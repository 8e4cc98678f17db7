use std::{collections::BTreeMap, io::Write as _, path::PathBuf};

use anyhow::Context as _;
use clap::{Args, Parser, Subcommand};
use folio_motion::{
    ContentTable, CssSink, Evaluator, FrameSample, Progress, ProgressSource,
    ProjectPage, SceneKind, ScrollSession, ScrollSessionOpts, SmoothingConfig, TrackedRegion,
    choreography::validate::check_choreography,
    content::projects::{SHOWCASE_CARDS, dangling_cards},
    render::css::css_style,
};
use tracing_subscriber::EnvFilter;

#[derive(Parser, Debug)]
#[command(name = "folio", version)]
struct Cli {
    #[command(subcommand)]
    cmd: Command,
}

#[derive(Subcommand, Debug)]
enum Command {
    /// Print every module transform of a scene at one progress value.
    Sample(SampleArgs),
    /// Run a scroll session over a linear scroll sweep and print one JSON line per frame.
    Simulate(SimulateArgs),
    /// Validate every built-in scene and the showcase links.
    Check(CheckArgs),
    /// Print the case-study page for a project id.
    Project(ProjectArgs),
}

#[derive(Parser, Debug)]
struct SampleArgs {
    /// Scene to evaluate.
    #[arg(long, default_value = "hero")]
    scene: SceneKind,

    /// Progress in [0, 1]; values outside are clamped.
    #[arg(long)]
    progress: f64,

    /// Print the evaluated frame as JSON.
    #[arg(long)]
    json: bool,
}

#[derive(Parser, Debug)]
struct SimulateArgs {
    /// Scene to drive.
    #[arg(long, default_value = "hero")]
    scene: SceneKind,

    /// Scroll offset at which progress is 0.
    #[arg(long)]
    start: f64,

    /// Scroll offset at which progress is 1.
    #[arg(long)]
    end: f64,

    /// First scroll offset of the sweep.
    #[arg(long)]
    from: f64,

    /// Last scroll offset of the sweep.
    #[arg(long)]
    to: f64,

    /// Number of frames; the sweep reaches `--to` on the last one.
    #[arg(long, default_value_t = 120)]
    frames: u32,

    /// Frame rate used as the elapsed time per frame.
    #[arg(long, default_value_t = 60.0)]
    fps: f64,

    #[command(flatten)]
    smoothing: SmoothingArgs,
}

#[derive(Args, Debug)]
struct SmoothingArgs {
    /// Smoothing config JSON (`stiffness`, `damping`, `restDelta`).
    #[arg(long)]
    smoothing: Option<PathBuf>,

    /// Override the spring stiffness.
    #[arg(long)]
    stiffness: Option<f64>,

    /// Override the spring damping.
    #[arg(long)]
    damping: Option<f64>,

    /// Override the rest threshold.
    #[arg(long)]
    rest_delta: Option<f64>,

    /// Drive every track from raw progress.
    #[arg(long, conflicts_with_all = ["smoothing", "stiffness", "damping", "rest_delta"])]
    no_smoothing: bool,
}

impl SmoothingArgs {
    fn resolve(&self) -> anyhow::Result<Option<SmoothingConfig>> {
        if self.no_smoothing {
            return Ok(None);
        }
        let mut cfg = match &self.smoothing {
            Some(path) => SmoothingConfig::from_path(path)
                .with_context(|| format!("load smoothing config '{}'", path.display()))?,
            None => SmoothingConfig::default(),
        };
        if let Some(k) = self.stiffness {
            cfg.stiffness = k;
        }
        if let Some(c) = self.damping {
            cfg.damping = c;
        }
        if let Some(r) = self.rest_delta {
            cfg.rest_delta = r;
        }
        cfg.validate()?;
        Ok(Some(cfg))
    }
}

#[derive(Parser, Debug)]
struct CheckArgs {
    /// Case-study JSON to check showcase links against (defaults to the built-in table).
    #[arg(long)]
    content: Option<PathBuf>,
}

#[derive(Parser, Debug)]
struct ProjectArgs {
    /// Project id from the `/project/<id>` route.
    id: String,

    /// Case-study JSON (defaults to the built-in table).
    #[arg(long)]
    content: Option<PathBuf>,

    /// Print the page as JSON.
    #[arg(long)]
    json: bool,
}

#[derive(serde::Serialize)]
struct SimulatedFrame {
    frame: u32,
    scroll: f64,
    progress: Progress,
    smoothed: Progress,
    settled: bool,
    styles: BTreeMap<String, String>,
}

fn main() -> anyhow::Result<()> {
    tracing_subscriber::fmt()
        .with_env_filter(EnvFilter::from_default_env())
        .with_writer(std::io::stderr)
        .init();

    let cli = Cli::parse();
    match cli.cmd {
        Command::Sample(args) => cmd_sample(args),
        Command::Simulate(args) => cmd_simulate(args),
        Command::Check(args) => cmd_check(args),
        Command::Project(args) => cmd_project(args),
    }
}

fn load_content(path: Option<&PathBuf>) -> anyhow::Result<ContentTable> {
    match path {
        Some(p) => ContentTable::from_path(p)
            .with_context(|| format!("load case studies '{}'", p.display())),
        None => ContentTable::builtin().context("load built-in case studies"),
    }
}

fn cmd_sample(args: SampleArgs) -> anyhow::Result<()> {
    let scene = args
        .scene
        .build()
        .with_context(|| format!("build scene '{}'", args.scene))?;
    let frame = Evaluator::eval_frame(&scene, FrameSample::direct(Progress::new(args.progress)));

    let mut out = std::io::stdout().lock();
    if args.json {
        serde_json::to_writer_pretty(&mut out, &frame).context("write frame JSON")?;
        writeln!(out)?;
        return Ok(());
    }
    writeln!(out, "{} @ {}", scene.name, frame.sample.smoothed.get())?;
    for m in &frame.modules {
        writeln!(out, "{:<20} {}", m.id, css_style(&m.transform))?;
    }
    Ok(())
}

fn cmd_simulate(args: SimulateArgs) -> anyhow::Result<()> {
    if args.frames == 0 {
        anyhow::bail!("--frames must be at least 1");
    }
    if !(args.fps.is_finite() && args.fps > 0.0) {
        anyhow::bail!("--fps must be finite and > 0, got {}", args.fps);
    }
    let opts = ScrollSessionOpts {
        smoothing: args.smoothing.resolve()?,
        elide_unchanged: false,
    };
    let scene = args
        .scene
        .build()
        .with_context(|| format!("build scene '{}'", args.scene))?;
    let region = TrackedRegion::new(args.start, args.end)?;
    let mut source = ProgressSource::new(region);
    source.set_scroll(args.from);

    let mut session = ScrollSession::new(scene, source, opts)?;
    session.start()?;

    let dt = 1.0 / args.fps;
    let last = f64::from(args.frames.saturating_sub(1).max(1));
    let mut sink = CssSink::new();
    let mut out = std::io::stdout().lock();
    for i in 0..args.frames {
        let scroll = args.from + (args.to - args.from) * f64::from(i) / last;
        session.on_scroll(scroll);
        let outcome = session
            .frame(dt, &mut sink)
            .with_context(|| format!("simulate frame {i}"))?;
        let line = SimulatedFrame {
            frame: i,
            scroll,
            progress: outcome.progress,
            smoothed: outcome.smoothed,
            settled: outcome.settled,
            styles: sink.styles().clone(),
        };
        serde_json::to_writer(&mut out, &line).context("write frame JSON")?;
        writeln!(out)?;
    }
    session.stop();
    Ok(())
}

fn cmd_check(args: CheckArgs) -> anyhow::Result<()> {
    let mut failures = 0usize;
    for kind in SceneKind::ALL {
        let violations = match kind.build() {
            Ok(scene) => check_choreography(&scene),
            Err(e) => vec![e.to_string()],
        };
        if violations.is_empty() {
            println!("{kind}: ok");
        } else {
            failures += violations.len();
            println!("{kind}: {} violation(s)", violations.len());
            for v in &violations {
                println!("  - {v}");
            }
        }
    }

    let table = load_content(args.content.as_ref())?;
    let dangling = dangling_cards(&SHOWCASE_CARDS, &table);
    if dangling.is_empty() {
        println!("showcase: ok");
    } else {
        failures += dangling.len();
        println!("showcase: cards without a case study: {}", dangling.join(", "));
    }

    if failures > 0 {
        anyhow::bail!("{failures} problem(s) found");
    }
    Ok(())
}

fn cmd_project(args: ProjectArgs) -> anyhow::Result<()> {
    let table = load_content(args.content.as_ref())?;
    let page = table.page(Some(args.id.as_str()));

    let mut out = std::io::stdout().lock();
    if args.json {
        serde_json::to_writer_pretty(&mut out, &page).context("write page JSON")?;
        writeln!(out)?;
        return Ok(());
    }
    match page {
        ProjectPage::Found { study, next, .. } => {
            writeln!(out, "{}", study.title)?;
            writeln!(out, "category: {}", study.category)?;
            writeln!(out, "stack:    {}", study.tech_stack.join(", "))?;
            writeln!(out, "back:     {}", page.back_target())?;
            writeln!(out, "next:     {} ({})", next.title, next.target())?;
        }
        ProjectPage::NotFound => writeln!(out, "{}", page.headline())?,
    }
    Ok(())
}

• • •

_WHAT YOU SHOULD DO_
Only the lines above starting at the line that holds "#[arg(long, default_value_t = 120)]" and ending at the line that holds "tracing_subscriber::fmt()" are to be repeated, exactly and in full.

_RESPONSE TO THIS TASK_
    #[arg(long, default_value_t = 120)]
    frames: u32,

    /// Frame rate used as the elapsed time per frame.
    #[arg(long, default_value_t = 60.0)]
    fps: f64,

    #[command(flatten)]
    smoothing: SmoothingArgs,
}

#[derive(Args, Debug)]
struct SmoothingArgs {
    /// Smoothing config JSON (`stiffness`, `damping`, `restDelta`).
    #[arg(long)]
    smoothing: Option<PathBuf>,

    /// Override the spring stiffness.
    #[arg(long)]
    stiffness: Option<f64>,

    /// Override the spring damping.
    #[arg(long)]
    damping: Option<f64>,

    /// Override the rest threshold.
    #[arg(long)]
    rest_delta: Option<f64>,

    /// Drive every track from raw progress.
    #[arg(long, conflicts_with_all = ["smoothing", "stiffness", "damping", "rest_delta"])]
    no_smoothing: bool,
}

impl SmoothingArgs {
    fn resolve(&self) -> anyhow::Result<Option<SmoothingConfig>> {
        if self.no_smoothing {
            return Ok(None);
        }
        let mut cfg = match &self.smoothing {
            Some(path) => SmoothingConfig::from_path(path)
                .with_context(|| format!("load smoothing config '{}'", path.display()))?,
            None => SmoothingConfig::default(),
        };
        if let Some(k) = self.stiffness {
            cfg.stiffness = k;
        }
        if let Some(c) = self.damping {
            cfg.damping = c;
        }
        if let Some(r) = self.rest_delta {
            cfg.rest_delta = r;
        }
        cfg.validate()?;
        Ok(Some(cfg))
    }
}

#[derive(Parser, Debug)]
struct CheckArgs {
    /// Case-study JSON to check showcase links against (defaults to the built-in table).
    #[arg(long)]
    content: Option<PathBuf>,
}

#[derive(Parser, Debug)]
struct ProjectArgs {
    /// Project id from the `/project/<id>` route.
    id: String,

    /// Case-study JSON (defaults to the built-in table).
    #[arg(long)]
    content: Option<PathBuf>,

    /// Print the page as JSON.
    #[arg(long)]
    json: bool,
}

#[derive(serde::Serialize)]
struct SimulatedFrame {
    frame: u32,
    scroll: f64,
    progress: Progress,
    smoothed: Progress,
    settled: bool,
    styles: BTreeMap<String, String>,
}

fn main() -> anyhow::Result<()> {
    tracing_subscriber::fmt()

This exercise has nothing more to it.